One of the biggest problems with this search was finding something that simultaneously entertained me, used and expanded the skills I already have, and was actually big data.
Twitter Sentiment Has Been Done Before
It's true - people do it all the time, in a ton of different ways. So, I knew I didnt want to do straight analysis of a single tweet, or even just a stream of tweets individually.
Instead, I'm going to segment it by topics, over time, and get the changes of sentiment over time. Then, I'm going to collect replies to those tweets and see how the public's feelings react to those. I'm doing this, initially, on a very well-known, controversial public figure who uses Twitter quite a bit, but I plan to make it generic such that I can apply it to just about anyone with the appropriate amount of data.
I've also had the idea to do this with other public data, namely presidential speeches and US Supreme Court Opinions. I think that may come at a future time though, as it might require a little more manual data sorting.
Data Structure
Using Twitter's API responses as a baseline, and with the plans I have for this data, I think I need to store the following items for each tweet I get:
- Tweet Id
- Posted datetime
- Author
- Raw Text
- URL
- Retweet Count
- hashtags as array
- in_reply_to_status_id - the Tweet Id that this is a reply to
- in_reply_to_screen_name
In Spark, I'll be generating the sentiment and other analysis, then joining things together using the SparkSQL APIs to create the end result dataset.

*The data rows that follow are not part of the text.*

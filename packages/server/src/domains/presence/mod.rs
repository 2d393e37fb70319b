pub mod models;
pub mod tracker;

pub use models::{AvailabilityStatus, ResponderClass, ResponderPresence, ServiceTier};
pub use tracker::{PresenceError, PresenceTracker};
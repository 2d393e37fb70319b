//! Dispatch dependencies (using traits for testability)
//!
//! Central container handed to the session manager. Every external service
//! sits behind a Base* trait so tests can swap in mocks.

use std::sync::Arc;

use crate::config::DispatchConfig;
use crate::domains::gateway::EventGateway;
use crate::domains::presence::PresenceTracker;
use crate::domains::ranking::HospitalRecommender;
use crate::domains::routing::EtaEstimator;
use crate::kernel::{BaseDispatchStore, BaseGeoIndex, BaseHospitalDirectory, BaseRouteProvider};

#[derive(Clone)]
pub struct DispatchDeps {
    pub store: Arc<dyn BaseDispatchStore>,
    pub geo_index: Arc<dyn BaseGeoIndex>,
    /// `None` when no routing API key is configured
    pub route_provider: Option<Arc<dyn BaseRouteProvider>>,
    pub hospitals: Arc<dyn BaseHospitalDirectory>,
    pub presence: Arc<PresenceTracker>,
    /// Topic registry shared with the SSE endpoints
    pub gateway: EventGateway,
    pub config: DispatchConfig,
}

impl DispatchDeps {
    #[allow(clippy::too_many_arguments)]
    pub fn new(
        store: Arc<dyn BaseDispatchStore>,
        geo_index: Arc<dyn BaseGeoIndex>,
        route_provider: Option<Arc<dyn BaseRouteProvider>>,
        hospitals: Arc<dyn BaseHospitalDirectory>,
        presence: Arc<PresenceTracker>,
        gateway: EventGateway,
        config: DispatchConfig,
    ) -> Self {
        Self {
            store,
            geo_index,
            route_provider,
            hospitals,
            presence,
            gateway,
            config,
        }
    }

    pub fn estimator(&self) -> EtaEstimator {
        EtaEstimator::new(
            self.route_provider.clone(),
            self.config.average_speed_mps,
            self.config.dependency_timeout,
        )
    }

    pub fn recommender(&self) -> HospitalRecommender {
        HospitalRecommender::new(
            self.hospitals.clone(),
            self.estimator(),
            self.config.max_hospital_suggestions,
            self.config.dependency_timeout,
        )
    }
}
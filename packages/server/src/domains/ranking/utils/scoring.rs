//! Pure scoring rules for hospital suggestions
//!
//! These functions contain NO side effects. Given a candidate's attributes
//! and the emergency classification they produce a deterministic integer
//! score and a human-readable reason.

use crate::domains::dispatch::models::EmergencyType;
use crate::domains::ranking::models::{Hospital, HospitalTier, Specialization};

pub const BASE_SCORE: f64 = 100.0;
pub const MAX_DISTANCE_POINTS: f64 = 30.0;
pub const IDEAL_SPECIALIZATION_POINTS: f64 = 25.0;
pub const GENERAL_CAPABILITY_POINTS: f64 = 10.0;
pub const MAX_CAPACITY_POINTS: f64 = 20.0;
pub const RATING_MULTIPLIER: f64 = 3.0;
pub const PUBLIC_TIER_POINTS: f64 = 10.0;
pub const CRITICAL_CAPACITY_POINTS: f64 = 10.0;

pub const DEFAULT_REASON: &str = "Available for emergency care";

// Reason thresholds
const NEAREST_METERS: f64 = 3_000.0;
const GOOD_CAPACITY_UNITS: u32 = 5;
const HIGH_RATING: f64 = 4.0;

/// Attributes the scorer looks at. Kept separate from [`Hospital`] so the
/// same rules can score anything with these properties.
#[derive(Debug, Clone, PartialEq)]
pub struct ScoringInput {
    pub distance_meters: f64,
    pub ideal_match: Option<Specialization>,
    pub has_general: bool,
    pub available_units: u32,
    pub rating: f64,
    pub public_tier: bool,
    pub critical_capacity: bool,
}

#[derive(Debug, Clone, PartialEq, Eq)]
pub struct Score {
    pub value: i64,
    pub reason: String,
}

/// Specialization that best fits an emergency, if there is one.
pub fn ideal_specialization(emergency: EmergencyType) -> Option<Specialization> {
    use EmergencyType::*;
    match emergency {
        HeartAttack => Some(Specialization::Cardiology),
        Stroke | Seizure => Some(Specialization::Neurology),
        RoadAccident | Trauma => Some(Specialization::TraumaCenter),
        Burns => Some(Specialization::BurnUnit),
        BreathingDifficulty => Some(Specialization::Pulmonology),
        PregnancyEmergency => Some(Specialization::Gynecology),
        Poisoning | Other => None,
    }
}

/// Specializations that qualify a hospital on the primary search pass.
pub fn accepted_specializations(emergency: EmergencyType) -> &'static [Specialization] {
    use EmergencyType::*;
    use Specialization as S;
    match emergency {
        HeartAttack => &[S::Cardiology, S::General],
        Stroke | Seizure => &[S::Neurology, S::General],
        RoadAccident => &[S::TraumaCenter, S::Orthopedics, S::General],
        Trauma => &[S::TraumaCenter, S::General],
        Burns => &[S::BurnUnit, S::General],
        BreathingDifficulty => &[S::Pulmonology, S::General],
        PregnancyEmergency => &[S::Gynecology, S::General],
        Poisoning | Other => &[S::General],
    }
}

pub fn scoring_input(hospital: &Hospital, distance_meters: f64, emergency: EmergencyType) -> ScoringInput {
    ScoringInput {
        distance_meters,
        ideal_match: ideal_specialization(emergency).filter(|s| hospital.offers(*s)),
        has_general: hospital.offers(Specialization::General),
        available_units: hospital.available_units,
        rating: hospital.rating,
        public_tier: hospital.tier == HospitalTier::Government,
        critical_capacity: hospital.icu_beds_available > 0,
    }
}

/// Score one candidate.
///
/// # Examples
/// ```
/// use dispatch_core::domains::ranking::models::Specialization;
/// use dispatch_core::domains::ranking::utils::scoring::{score, ScoringInput};
///
/// let best = ScoringInput {
///     distance_meters: 0.0,
///     ideal_match: Some(Specialization::Cardiology),
///     has_general: false,
///     available_units: 5,
///     rating: 5.0,
///     public_tier: true,
///     critical_capacity: true,
/// };
/// assert_eq!(score(&best).value, 200);
/// ```
pub fn score(input: &ScoringInput) -> Score {
    let mut total = BASE_SCORE;

    total += (MAX_DISTANCE_POINTS - (input.distance_meters / 1000.0) * 2.0).max(0.0);

    if input.ideal_match.is_some() {
        total += IDEAL_SPECIALIZATION_POINTS;
    } else if input.has_general {
        total += GENERAL_CAPABILITY_POINTS;
    }

    total += (input.available_units as f64 * 2.0).min(MAX_CAPACITY_POINTS);
    total += input.rating.clamp(0.0, 5.0) * RATING_MULTIPLIER;

    if input.public_tier {
        total += PUBLIC_TIER_POINTS;
    }
    if input.critical_capacity {
        total += CRITICAL_CAPACITY_POINTS;
    }

    Score {
        value: total.round() as i64,
        reason: reason(input),
    }
}

fn reason(input: &ScoringInput) -> String {
    let mut reasons: Vec<String> = Vec::new();

    if let Some(spec) = input.ideal_match {
        reasons.push(format!("Specialized in {}", spec.label()));
    }
    if input.distance_meters < NEAREST_METERS {
        reasons.push("Nearest hospital".to_string());
    }
    if input.available_units >= GOOD_CAPACITY_UNITS {
        reasons.push("Good bed availability".to_string());
    }
    if input.rating >= HIGH_RATING {
        reasons.push("Highly rated".to_string());
    }
    if input.public_tier {
        reasons.push("Government facility".to_string());
    }

    if reasons.is_empty() {
        DEFAULT_REASON.to_string()
    } else {
        reasons.join(", ")
    }
}

/// Sort scored items best-first. Stable: equal scores keep input order.
pub fn rank_by_score<T>(items: &mut [(T, Score)]) {
    items.sort_by(|a, b| b.1.value.cmp(&a.1.value));
}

Pulling this data is going to take quite some time - I found an initial download of a twitter dataset, but it does not give me the replies or anything, so I'll need to start creating code to get those replies and working on that. Since the public Twitter API only makes the last 7 days available, what I'll be doing is first making the skeleton of what I want to do, then looking at either spending a little money to access the paid API, or finding a way to do it that will get me more historical data.
What I'll be doing is getting all of the tweets I need, and replies to that user, on a period basis from the API, making sure to overlap, then deduplicate and consolidate edits and whatnot in a later step.